Can your supply chain keep up with the pace of business?

Consumer Goods, Food & Beverage, Retail, Supply Chain
January 7, 2016

Supply Chain ChangesBusinesses today are encountering unprecedented changes at a faster pace than ever before. However, this pace will never again be as slow as it is today.

Rethinking supply chain approaches are more than a trend for retailers who sell products in the food and beverage or consumer packaged goods (CPG) categories – it’s a constant. Thin profit margins, short product shelf life, strict freshness and security regulations, an evolving retail marketplace, and consumer purchase behavior are all driving accelerated change.

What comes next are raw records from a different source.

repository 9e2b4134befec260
//! Command-line interface

pub mod args;
pub mod commands;

pub use args::{Cli, Commands};
//! Reconciling the manifest, the workspace and the lookaside cache
//!
//! Per entry, `ensure_sources` walks:
//!
//! ```text
//! local file verifies ─────────────────────────────► AlreadyPresent
//! missing / mismatch ─► download ─► verify ─► ok ──► Success
//!                                          └► bad ─► VerificationFailed (file removed)
//!                               └► Timeout | NotFound | AuthFailure | Unavailable
//! ```
//!
//! Downloads fan out over a bounded pool; the manifest is only read while
//! they run. Registration uploads everything first and only then writes the
//! manifest followed by the exclusion list.

use crate::config::schema::{Config, WorkspaceConfig};
use crate::error::{LookasideError, LookasideResult};
use crate::hash::{self, HashAlgorithm};
use crate::ignore::IgnoreList;
use crate::manifest::{validate_filename, Manifest, SourceEntry};
use crate::transport::{CacheLocation, CacheTransport, RemoteState, TransferOutcome};
use futures_util::future::join_all;
use serde::Serialize;
use std::fs;
use std::path::{Path, PathBuf};
use std::sync::Arc;
use tokio::sync::Semaphore;
use tracing::{debug, info, warn};

const DEFAULT_WORKERS: usize = 4;

/// Files of one package checkout
#[derive(Debug, Clone)]
pub struct Workspace {
    root: PathBuf,
    manifest_path: PathBuf,
    ignore_path: PathBuf,
}

impl Workspace {
    /// Workspace with the default `sources` and `.gitignore` names
    pub fn new(root: impl Into<PathBuf>) -> Self {
        Self::from_config(root, &WorkspaceConfig::default())
    }

    pub fn from_config(root: impl Into<PathBuf>, config: &WorkspaceConfig) -> Self {
        let root = root.into();
        Self {
            manifest_path: root.join(&config.manifest),
            ignore_path: root.join(&config.ignore_file),
            root,
        }
    }

    pub fn with_paths(root: impl Into<PathBuf>, manifest_path: PathBuf, ignore_path: PathBuf) -> Self {
        Self {
            root: root.into(),
            manifest_path,
            ignore_path,
        }
    }

    pub fn root(&self) -> &Path {
        &self.root
    }

    pub fn manifest_path(&self) -> &Path {
        &self.manifest_path
    }

    pub fn ignore_path(&self) -> &Path {
        &self.ignore_path
    }

    /// Package name implied by the checkout directory
    pub fn default_package(&self) -> Option<String> {
        let root = fs::canonicalize(&self.root).unwrap_or_else(|_| self.root.clone());
        root.file_name()
            .and_then(|name| name.to_str())
            .map(str::to_string)
    }

    pub fn load_manifest(&self) -> LookasideResult<Manifest> {
        Manifest::load(&self.manifest_path)
    }

    pub fn save_manifest(&self, manifest: &Manifest) -> LookasideResult<()> {
        manifest.save(&self.manifest_path)
    }

    /// Hash every listed file that exists in the checkout
    pub async fn inspect_local(&self, manifest: &Manifest) -> LookasideResult<Vec<EntryStatus>> {
        let root = self.root.clone();
        let entries: Vec<SourceEntry> = manifest.iter().cloned().collect();

        run_blocking(move || {
            entries
                .into_iter()
                .map(|entry| -> LookasideResult<EntryStatus> {
                    let local = local_state(&root.join(&entry.filename), &entry)?;
                    Ok(EntryStatus::new(entry, local, None))
                })
                .collect()
        })
        .await
    }
}

/// State of a source file in the working tree
#[derive(Debug, Clone, Copy, PartialEq, Eq, Serialize)]
#[serde(rename_all = "lowercase")]
pub enum LocalState {
    Present,
    Missing,
    Mismatch,
}

/// Where one manifest entry currently stands
#[derive(Debug, Clone, PartialEq, Eq, Serialize)]
pub struct EntryStatus {
    pub filename: String,
    pub algorithm: HashAlgorithm,
    pub digest: String,
    pub local: LocalState,
    #[serde(skip_serializing_if = "Option::is_none")]
    pub remote: Option<RemoteState>,
}

impl EntryStatus {
    fn new(entry: SourceEntry, local: LocalState, remote: Option<RemoteState>) -> Self {
        Self {
            algorithm: entry.algorithm(),
            digest: entry.hex().to_string(),
            filename: entry.filename,
            local,
            remote,
        }
    }
}

/// Per-file outcome of a successful `ensure_sources`
#[derive(Debug, Clone, Default, PartialEq, Eq, Serialize)]
pub struct SyncReport {
    pub outcomes: Vec<(String, TransferOutcome)>,
}

impl SyncReport {
    pub fn get(&self, filename: &str) -> Option<&TransferOutcome> {
        self.outcomes
            .iter()
            .find(|(name, _)| name == filename)
            .map(|(_, outcome)| outcome)
    }

    /// Number of files fetched from the cache
    pub fn downloaded(&self) -> usize {
        self.count(&TransferOutcome::Success)
    }

    /// Number of files that were already in place
    pub fn already_present(&self) -> usize {
        self.count(&TransferOutcome::AlreadyPresent)
    }

    fn count(&self, wanted: &TransferOutcome) -> usize {
        self.outcomes.iter().filter(|(_, o)| o == wanted).count()
    }
}

/// Drives transfers between a workspace and one cache namespace
pub struct SyncOrchestrator {
    transport: Arc<dyn CacheTransport>,
    workspace: Workspace,
    namespace: Option<String>,
    package: String,
    workers: usize,
}

impl SyncOrchestrator {
    pub fn new(transport: Arc<dyn CacheTransport>, workspace: Workspace, package: impl Into<String>) -> Self {
        Self {
            transport,
            workspace,
            namespace: None,
            package: package.into(),
            workers: DEFAULT_WORKERS,
        }
    }

    /// Build from the `[cache]` section; the package falls back to the
    /// workspace directory name
    pub fn from_config(
        config: &Config,
        workspace: Workspace,
        transport: Arc<dyn CacheTransport>,
    ) -> LookasideResult<Self> {
        let package = match &config.cache.package {
            Some(package) => package.clone(),
            None => workspace
                .default_package()
                .ok_or_else(|| LookasideError::config_missing("cache.package"))?,
        };

        Ok(Self::new(transport, workspace, package)
            .with_namespace(config.cache.namespace.clone())
            .with_workers(config.cache.workers))
    }

    pub fn with_namespace(mut self, namespace: Option<String>) -> Self {
        self.namespace = namespace.filter(|ns| !ns.trim_matches('/').is_empty());
        self
    }

    pub fn with_workers(mut self, workers: usize) -> Self {
        self.workers = workers.max(1);
        self
    }

    pub fn workspace(&self) -> &Workspace {
        &self.workspace
    }

    pub fn package(&self) -> &str {
        &self.package
    }

    /// Cache address of a manifest entry
    pub fn location(&self, entry: &SourceEntry) -> CacheLocation {
        CacheLocation::for_entry(self.namespace.as_deref(), &self.package, entry)
    }

    pub fn load_manifest(&self) -> LookasideResult<Manifest> {
        self.workspace.load_manifest()
    }

    pub fn save_manifest(&self, manifest: &Manifest) -> LookasideResult<()> {
        self.workspace.save_manifest(manifest)
    }

    /// Report local (and optionally remote) state of every entry
    pub async fn inspect(&self, manifest: &Manifest, check_remote: bool) -> LookasideResult<Vec<EntryStatus>> {
        if !check_remote {
            return self.workspace.inspect_local(manifest).await;
        }

        let transport = Arc::clone(&self.transport);
        let jobs: Vec<(SourceEntry, CacheLocation, PathBuf)> = manifest
            .iter()
            .map(|entry| {
                (
                    entry.clone(),
                    self.location(entry),
                    self.workspace.root.join(&entry.filename),
                )
            })
            .collect();

        run_blocking(move || {
            jobs.into_iter()
                .map(|(entry, location, path)| -> LookasideResult<EntryStatus> {
                    let local = local_state(&path, &entry)?;
                    let remote = transport.exists(&location)?;
                    Ok(EntryStatus::new(entry, local, Some(remote)))
                })
                .collect()
        })
        .await
    }

    /// Make every manifest entry present and verified in the workspace
    pub async fn ensure_sources(&self, manifest: &Manifest) -> LookasideResult<SyncReport> {
        let root = self.workspace.root.clone();
        self.ensure_sources_into(manifest, &root).await
    }

    /// Like [`ensure_sources`](Self::ensure_sources), into another directory
    ///
    /// Every entry is attempted; failures are collected and reported together
    /// as `IncompleteSources` once all transfers have finished.
    pub async fn ensure_sources_into(&self, manifest: &Manifest, outdir: &Path) -> LookasideResult<SyncReport> {
        fs::create_dir_all(outdir)
            .map_err(|e| LookasideError::io(format!("creating {}", outdir.display()), e))?;

        let semaphore = Arc::new(Semaphore::new(self.workers));
        let tasks = manifest.iter().map(|entry| {
            let transport = Arc::clone(&self.transport);
            let semaphore = Arc::clone(&semaphore);
            let entry = entry.clone();
            let location = self.location(&entry);
            let destination = outdir.join(&entry.filename);

            async move {
                let _permit = semaphore
                    .acquire_owned()
                    .await
                    .map_err(|_| LookasideError::User("download pool closed".to_string()))?;
                run_blocking(move || fetch_entry(&*transport, &entry, &location, &destination)).await
            }
        });
        let results = join_all(tasks).await;

        let mut report = SyncReport::default();
        let mut failures = Vec::new();
        let mut errors = Vec::new();
        for (entry, result) in manifest.iter().zip(results) {
            match result {
                Ok(outcome) if outcome.is_success() => {
                    report.outcomes.push((entry.filename.clone(), outcome));
                }
                Ok(outcome) => {
                    warn!("Could not retrieve {}: {}", entry.filename, outcome);
                    failures.push((entry.filename.clone(), outcome));
                }
                Err(e) => {
                    warn!("Could not retrieve {}: {}", entry.filename, e);
                    errors.push((entry.filename.clone(), e));
                }
            }
        }

        if !failures.is_empty() || !errors.is_empty() {
            return Err(LookasideError::IncompleteSources { failures, errors });
        }

        info!(
            "{} source file(s) downloaded, {} already present",
            report.downloaded(),
            report.already_present()
        );
        Ok(report)
    }

    /// Register one file: upload it, then record it in the manifest and the
    /// exclusion list
    pub async fn register_source(&self, path: &Path, algorithm: HashAlgorithm) -> LookasideResult<SourceEntry> {
        let mut entries = self
            .register_sources(&[path.to_path_buf()], algorithm, false)
            .await?;
        entries
            .pop()
            .ok_or_else(|| LookasideError::User("no source registered".to_string()))
    }

    /// Register several files at once
    ///
    /// With `replace` the manifest is rebuilt from exactly these files;
    /// otherwise they are upserted into it. Nothing is written unless every
    /// upload succeeded, and the manifest is restored if the exclusion list
    /// cannot be written.
    pub async fn register_sources(
        &self,
        paths: &[PathBuf],
        algorithm: HashAlgorithm,
        replace: bool,
    ) -> LookasideResult<Vec<SourceEntry>> {
        let manifest_existed = self.workspace.manifest_path.exists();
        let previous = self.load_manifest()?;

        if !replace {
            if let Some(existing) = previous.algorithm()? {
                if existing != algorithm {
                    return Err(LookasideError::HashtypeMixing {
                        existing: existing.to_string(),
                        requested: algorithm.to_string(),
                    });
                }
            }
        }

        let jobs = paths
            .iter()
            .map(|path| prepare_upload(path))
            .collect::<LookasideResult<Vec<_>>>()?;

        let transport = Arc::clone(&self.transport);
        let namespace = self.namespace.clone();
        let package = self.package.clone();
        let entries = run_blocking(move || {
            jobs.into_iter()
                .map(|(path, filename)| {
                    upload_entry(&*transport, namespace.as_deref(), &package, &path, filename, algorithm)
                })
                .collect::<LookasideResult<Vec<_>>>()
        })
        .await?;

        let mut manifest = if replace { Manifest::new() } else { previous.clone() };
        for entry in &entries {
            manifest.upsert(entry.clone());
        }
        self.save_manifest(&manifest)?;

        let mut ignore = IgnoreList::load(&self.workspace.ignore_path)?;
        for entry in &entries {
            ignore.add(&entry.filename);
        }
        if let Err(e) = ignore.save() {
            warn!("Could not update {}, restoring manifest", self.workspace.ignore_path.display());
            self.restore_manifest(&previous, manifest_existed);
            return Err(e);
        }

        info!("Registered {} source file(s)", entries.len());
        Ok(entries)
    }

    fn restore_manifest(&self, previous: &Manifest, existed: bool) {
        let restored = if existed {
            self.save_manifest(previous)
        } else {
            fs::remove_file(&self.workspace.manifest_path).map_err(|e| {
                LookasideError::io(format!("removing {}", self.workspace.manifest_path.display()), e)
            })
        };
        if let Err(e) = restored {
            warn!("Could not restore manifest: {}", e);
        }
    }
}
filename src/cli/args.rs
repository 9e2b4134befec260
//! CLI argument definitions using clap derive

use crate::hash::HashAlgorithm;
use clap::{ArgAction, Parser, Subcommand, ValueEnum};
use std::path::PathBuf;

/// lookaside - keep package sources in sync with a lookaside cache
///
/// Downloads the files listed in a `sources` manifest, verifying every
/// digest, and registers new tarballs by uploading them.
#[derive(Parser, Debug)]
#[command(name = "lookaside")]
#[command(author, version, about, long_about = None)]
#[command(propagate_version = true)]
pub struct Cli {
    /// Subcommand to execute
    #[command(subcommand)]
    pub command: Commands,

    /// Increase verbosity (-v info, -vv debug)
    #[arg(short, long, global = true, action = ArgAction::Count)]
    pub verbose: u8,

    /// Configuration file path
    #[arg(short, long, global = true, env = "LOOKASIDE_CONFIG")]
    pub config: Option<PathBuf>,

    /// Package checkout to operate on (defaults to current directory)
    #[arg(short = 'C', long, global = true, value_name = "DIR")]
    pub workspace: Option<PathBuf>,

    /// Skip local .lookaside.toml discovery
    #[arg(long, global = true)]
    pub no_local: bool,
}

/// Available commands
#[derive(Subcommand, Debug)]
pub enum Commands {
    /// Download every source listed in the manifest
    Sources(SourcesArgs),

    /// Upload files and replace the manifest with exactly these
    NewSources(UploadArgs),

    /// Upload files and add them to the manifest
    Upload(UploadArgs),

    /// Show the state of each source
    Status(StatusArgs),

    /// Check local sources against the manifest without downloading
    Verify,

    /// Show or initialize configuration
    Config(ConfigArgs),
}

/// Arguments for the sources command
#[derive(Parser, Debug)]
pub struct SourcesArgs {
    /// Download into this directory instead of the checkout
    #[arg(long, value_name = "DIR")]
    pub outdir: Option<PathBuf>,
}

/// Arguments for the new-sources and upload commands
#[derive(Parser, Debug)]
pub struct UploadArgs {
    /// Files to register
    #[arg(required = true, value_name = "FILE")]
    pub files: Vec<PathBuf>,

    /// Hash algorithm (defaults to cache.hash)
    #[arg(long, value_name = "ALGORITHM")]
    pub hash: Option<HashAlgorithm>,
}

/// Arguments for the status command
#[derive(Parser, Debug)]
pub struct StatusArgs {
    /// Also ask the cache whether each object is stored
    #[arg(short, long)]
    pub remote: bool,

    /// Output format
    #[arg(short, long, default_value = "table")]
    pub format: OutputFormat,
}

/// Arguments for the config command
#[derive(Parser, Debug)]
pub struct ConfigArgs {
    /// Subcommand for config
    #[command(subcommand)]
    pub action: Option<ConfigAction>,
}

/// Config subcommands
#[derive(Subcommand, Debug)]
pub enum ConfigAction {
    /// Show effective configuration
    Show,

    /// Show configuration file path
    Path,

    /// Write a default configuration file
    Init {
        /// Overwrite existing configuration
        #[arg(short, long)]
        force: bool,

        /// Do not ask before overwriting
        #[arg(short, long)]
        yes: bool,
    },
}

/// Output format for the status command
#[derive(Debug, Clone, Copy, ValueEnum)]
pub enum OutputFormat {
    /// Human-readable table
    Table,
    /// JSON output
    Json,
    /// Simple text (one file per line)
    Plain,
}

#[cfg(test)]
mod tests {
    use super::*;

    #[test]
    fn cli_parses_sources() {
        let cli = Cli::parse_from(["lookaside", "sources"]);
        match cli.command {
            Commands::Sources(args) => assert!(args.outdir.is_none()),
            _ => panic!("expected Sources command"),
        }
    }

    #[test]
    fn cli_parses_sources_outdir() {
        let cli = Cli::parse_from(["lookaside", "sources", "--outdir", "/tmp/out"]);
        match cli.command {
            Commands::Sources(args) => assert_eq!(args.outdir, Some(PathBuf::from("/tmp/out"))),
            _ => panic!("expected Sources command"),
        }
    }

    #[test]
    fn cli_parses_new_sources() {
        let cli = Cli::parse_from(["lookaside", "new-sources", "a.tar.gz", "b.patch", "--hash", "SHA256"]);
        match cli.command {
            Commands::NewSources(args) => {
                assert_eq!(args.files.len(), 2);
                assert_eq!(args.hash, Some(HashAlgorithm::Sha256));
            }
            _ => panic!("expected NewSources command"),
        }
    }

    #[test]
    fn cli_upload_requires_files() {
        assert!(Cli::try_parse_from(["lookaside", "upload"]).is_err());
    }

    #[test]
    fn cli_parses_status_json() {
        let cli = Cli::parse_from(["lookaside", "status", "--remote", "--format", "json"]);
        match cli.command {
            Commands::Status(args) => {
                assert!(args.remote);
                assert!(matches!(args.format, OutputFormat::Json));
            }
            _ => panic!("expected Status command"),
        }
    }

    #[test]
    fn cli_workspace_flag() {
        let cli = Cli::parse_from(["lookaside", "-C", "/srv/pkgs/foo", "verify"]);
        assert_eq!(cli.workspace, Some(PathBuf::from("/srv/pkgs/foo")));
    }

    #[test]
    fn cli_verbose_levels() {
        let cli = Cli::parse_from(["lookaside", "verify"]);
        assert_eq!(cli.verbose, 0);

        let cli = Cli::parse_from(["lookaside", "-v", "verify"]);
        assert_eq!(cli.verbose, 1);

        let cli = Cli::parse_from(["lookaside", "-vv", "verify"]);
        assert_eq!(cli.verbose, 2);
    }
}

There are several unique challenges in the food and beverage/CPG supply chain, one of which is labor. Skilled worker availability has long been an issue in the professional truck driver market, but that issue is now becoming more prevalent among warehouse workers in key distribution markets.  Attracting, training, and retaining talent in markets where skilled worker demand exceeds readily available supply is causing organizations to rethink traditional approaches.

A changing workforce

Workers entering the transportation, distribution, and logistics fields today have very different personal objectives and needs than those of past generations. Increasing costs in direct labor wages and healthcare are driving organizations to reconsider where, how, and by whom work gets done with a focus on lowering total cost. Businesses need to respond to these generational issues appropriately.

One way is to build a robust workforce by implementing a strong recruiting and training program in the organization. Companies must also implement best practices that will allow them to develop a strong team and meet their business objectives. These include making sure all expectations are clear; giving all employees a voice; creating a mentor program where new employees are paired with veterans; and developing a consistent onboarding process.

Clear and detailed job descriptions help manage expectations, and help employees understand where they fit into the big picture. Regular communication between manager and employee will help answer any questions and restate expectations. Managers should have daily contact with employees whenever possible. For newly hired employees, assigning a mentor can help with onboarding and retention. Having mentors allows new employees to voice their concerns with those who can in-turn speak to managers.

Implementing a strong recruiting and training program, and following these best practices, will not only lead to better retention of drivers and warehouse employees, but also a more efficient operation at a lower cost.

Hiring, retention, compensation, benefits, incentives, and intelligent design are all elements in our evolving competitive landscape.  These industry-wide issues are impacting the food and beverage/CPG categories, and will continue to demand attention. With consumer demands escalating and new market challenges arising daily, businesses must meet these expectations with quicker and better service than ever.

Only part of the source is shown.